Notons aussi qu’un quart des surfaces des zones d’activité et de commerce sont des gazons, pelouses et autres terres non bitumées. Or, ces espaces, qui représentent des milliers d’hectares (environ 10 000 hectares de gazons en Île-de-France en 2012), sont gérés de manière très insatisfaisante pour la biodiversité : tontes rases, arbres d’ornement choisis et plantés sans référence écologique locale, etc. Des progrès de gestion peuvent être proposés, et répondre ainsi à la demande croissante des résidents, clients et salariés de ces zones d’une amélioration de leurs paysages en termes de variété, d’esthétique et de biodiversité.

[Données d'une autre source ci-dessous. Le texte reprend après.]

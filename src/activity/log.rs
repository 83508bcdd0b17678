//! Lock-free activity counters.
//!
//! Only counters are persisted; section state is rebuilt from history on
//! every start.

use chrono::{DateTime, Utc};
use serde::{Deserialize, Serialize};
use std::path::PathBuf;
use std::sync::atomic::{AtomicU64, Ordering};
use std::sync::Arc;

/// Counters describing the tracker's work.
#[derive(Debug)]
pub struct ActivityLog {
    /// Posts delivered to the controller while started
    posts_received: AtomicU64,
    /// Posts held back while a bootstrap was running
    posts_buffered: AtomicU64,
    /// Posts rejected by attribution or boundary rules
    posts_rejected: AtomicU64,
    /// Posts counted into a section
    posts_counted: AtomicU64,
    /// Sections closed by a live post
    rollovers: AtomicU64,
    bootstraps_succeeded: AtomicU64,
    bootstraps_failed: AtomicU64,
    notifications_sent: AtomicU64,
    notifications_failed: AtomicU64,
    /// When this log was created
    log_start: DateTime<Utc>,
    /// Path for persisting stats
    persist_path: Option<PathBuf>,
}

impl ActivityLog {
    /// Create a new activity log.
    pub fn new() -> Self {
        Self {
            posts_received: AtomicU64::new(0),
            posts_buffered: AtomicU64::new(0),
            posts_rejected: AtomicU64::new(0),
            posts_counted: AtomicU64::new(0),
            rollovers: AtomicU64::new(0),
            bootstraps_succeeded: AtomicU64::new(0),
            bootstraps_failed: AtomicU64::new(0),
            notifications_sent: AtomicU64::new(0),
            notifications_failed: AtomicU64::new(0),
            log_start: Utc::now(),
            persist_path: None,
        }
    }

    /// Create an activity log that loads from and saves to `path`.
    pub fn with_persistence(path: PathBuf) -> Self {
        let mut log = Self::new();
        log.persist_path = Some(path);

        if let Err(e) = log.load() {
            tracing::warn!(error = %e, "could not load previous activity counters");
        }

        log
    }

    pub fn record_post_received(&self) {
        self.posts_received.fetch_add(1, Ordering::Relaxed);
    }

    pub fn record_post_buffered(&self) {
        self.posts_buffered.fetch_add(1, Ordering::Relaxed);
    }

    pub fn record_post_rejected(&self) {
        self.posts_rejected.fetch_add(1, Ordering::Relaxed);
    }

    pub fn record_post_counted(&self) {
        self.posts_counted.fetch_add(1, Ordering::Relaxed);
    }

    pub fn record_rollover(&self) {
        self.rollovers.fetch_add(1, Ordering::Relaxed);
    }

    pub fn record_bootstrap(&self, succeeded: bool) {
        let counter = if succeeded {
            &self.bootstraps_succeeded
        } else {
            &self.bootstraps_failed
        };
        counter.fetch_add(1, Ordering::Relaxed);
    }

    pub fn record_notification(&self, sent: bool) {
        let counter = if sent {
            &self.notifications_sent
        } else {
            &self.notifications_failed
        };
        counter.fetch_add(1, Ordering::Relaxed);
    }

    /// Get the current statistics.
    pub fn stats(&self) -> ActivityStats {
        ActivityStats {
            posts_received: self.posts_received.load(Ordering::Relaxed),
            posts_buffered: self.posts_buffered.load(Ordering::Relaxed),
            posts_rejected: self.posts_rejected.load(Ordering::Relaxed),
            posts_counted: self.posts_counted.load(Ordering::Relaxed),
            rollovers: self.rollovers.load(Ordering::Relaxed),
            bootstraps_succeeded: self.bootstraps_succeeded.load(Ordering::Relaxed),
            bootstraps_failed: self.bootstraps_failed.load(Ordering::Relaxed),
            notifications_sent: self.notifications_sent.load(Ordering::Relaxed),
            notifications_failed: self.notifications_failed.load(Ordering::Relaxed),
            log_start: self.log_start,
        }
    }

    /// Get a summary string for display.
    pub fn summary(&self) -> String {
        let stats = self.stats();
        format!(
            "Activity:\n\
             - Posts received: {}\n\
             - Posts buffered during bootstrap: {}\n\
             - Posts rejected: {}\n\
             - Posts counted: {}\n\
             - Section rollovers: {}\n\
             - Bootstraps: {} ok, {} failed\n\
             - Notifications: {} sent, {} failed",
            stats.posts_received,
            stats.posts_buffered,
            stats.posts_rejected,
            stats.posts_counted,
            stats.rollovers,
            stats.bootstraps_succeeded,
            stats.bootstraps_failed,
            stats.notifications_sent,
            stats.notifications_failed,
        )
    }

    /// Save counters to disk.
    pub fn save(&self) -> Result<(), std::io::Error> {
        if let Some(ref path) = self.persist_path {
            // Ensure parent directory exists
            if let Some(parent) = path.parent() {
                std::fs::create_dir_all(parent)?;
            }

            let persisted = PersistedStats {
                stats: self.stats(),
                last_updated: Utc::now(),
            };

            let json = serde_json::to_string_pretty(&persisted).map_err(std::io::Error::other)?;

            std::fs::write(path, json)?;
        }
        Ok(())
    }

    /// Load counters from disk.
    fn load(&mut self) -> Result<(), std::io::Error> {
        if let Some(ref path) = self.persist_path {
            if path.exists() {
                let content = std::fs::read_to_string(path)?;
                let persisted: PersistedStats =
                    serde_json::from_str(&content).map_err(std::io::Error::other)?;
                let stats = persisted.stats;

                self.posts_received
                    .store(stats.posts_received, Ordering::Relaxed);
                self.posts_buffered
                    .store(stats.posts_buffered, Ordering::Relaxed);
                self.posts_rejected
                    .store(stats.posts_rejected, Ordering::Relaxed);
                self.posts_counted
                    .store(stats.posts_counted, Ordering::Relaxed);
                self.rollovers.store(stats.rollovers, Ordering::Relaxed);
                self.bootstraps_succeeded
                    .store(stats.bootstraps_succeeded, Ordering::Relaxed);
                self.bootstraps_failed
                    .store(stats.bootstraps_failed, Ordering::Relaxed);
                self.notifications_sent
                    .store(stats.notifications_sent, Ordering::Relaxed);
                self.notifications_failed
                    .store(stats.notifications_failed, Ordering::Relaxed);
                self.log_start = stats.log_start;
            }
        }
        Ok(())
    }
}

impl Default for ActivityLog {
    fn default() -> Self {
        Self::new()
    }
}

/// Snapshot of activity counters.
#[derive(Debug, Clone, PartialEq, Eq, Serialize, Deserialize)]
pub struct ActivityStats {
    pub posts_received: u64,
    pub posts_buffered: u64,
    pub posts_rejected: u64,
    pub posts_counted: u64,
    pub rollovers: u64,
    pub bootstraps_succeeded: u64,
    pub bootstraps_failed: u64,
    pub notifications_sent: u64,
    pub notifications_failed: u64,
    pub log_start: DateTime<Utc>,
}

/// Stats format for persistence.
#[derive(Debug, Serialize, Deserialize)]
struct PersistedStats {
    #[serde(flatten)]
    stats: ActivityStats,
    last_updated: DateTime<Utc>,
}

/// Thread-safe shared activity log.
pub type SharedActivityLog = Arc<ActivityLog>;

/// Create a new shared activity log.
pub fn create_shared_log() -> SharedActivityLog {
    Arc::new(ActivityLog::new())
}

/// Create a new shared activity log with persistence.
pub fn create_shared_log_with_persistence(path: PathBuf) -> SharedActivityLog {
    Arc::new(ActivityLog::with_persistence(path))
}

#[cfg(test)]
mod tests {
    use super::*;

    #[test]
    fn test_activity_counting() {
        let log = ActivityLog::new();

        log.record_post_received();
        log.record_post_received();
        log.record_post_rejected();
        log.record_bootstrap(true);
        log.record_notification(false);

        let stats = log.stats();
        assert_eq!(stats.posts_received, 2);
        assert_eq!(stats.posts_rejected, 1);
        assert_eq!(stats.bootstraps_succeeded, 1);
        assert_eq!(stats.bootstraps_failed, 0);
        assert_eq!(stats.notifications_failed, 1);
    }

    #[test]
    fn test_persistence_roundtrip() {
        let path = std::env::temp_dir()
            .join(format!("update-limit-activity-{}", uuid::Uuid::new_v4()))
            .join("activity.json");

        let log = ActivityLog::with_persistence(path.clone());
        log.record_post_counted();
        log.record_rollover();
        log.save().unwrap();

        let reloaded = ActivityLog::with_persistence(path.clone());
        let stats = reloaded.stats();
        assert_eq!(stats.posts_counted, 1);
        assert_eq!(stats.rollovers, 1);

        let _ = std::fs::remove_dir_all(path.parent().unwrap());
    }

    #[test]
    fn test_summary_format() {
        let log = ActivityLog::new();
        let summary = log.summary();

        assert!(summary.contains("Posts received"));
        assert!(summary.contains("Section rollovers"));
        assert!(summary.contains("Notifications"));
    }
}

Enfin, il sera probablement difficile de contraindre les projets de lotissements, tant ils sont plébiscités en France aujourd’hui. Mais au moins devrait-il être possible d’infléchir la conception urbanistique des lotissements français (dans les pays du Nord de l’Europe, par exemple, les habitats semi-collectifs sont réputés moins consommateurs d’espaces). De même pourrait-on renforcer la qualité écologique des espaces annexes de ces aménagements (pelouses, jardins, délaissés de voirie…), qui sont, là aussi, assez importants et probablement sous-estimés.
 

Ainsi, s’il est une direction et une ambition fermement tenues par le gouvernement, relayé par des moyens politiques et réglementaires, l’objectif « zéro artificialisation nette » est susceptible de modifier les termes de la discussion et de la négociation avec les acteurs de l’aménagement, et des voies existent pour engager ces négociations.

 


[1] Rappelons que l’Union européenne a annoncé en 2011 l’objectif de « zéro artificialisation nette » en 2050 pour préserver les ressources en sols (COM(2011) 571 : Feuille de route pour une Europe efficace dans l’utilisation des ressources, 20.09.2011). La France est le premier pays européen à prendre un engagement similaire (quoique sans horizon temporel annoncé pour l’instant), même si d’autres pays se sont fixé des objectifs de réduction.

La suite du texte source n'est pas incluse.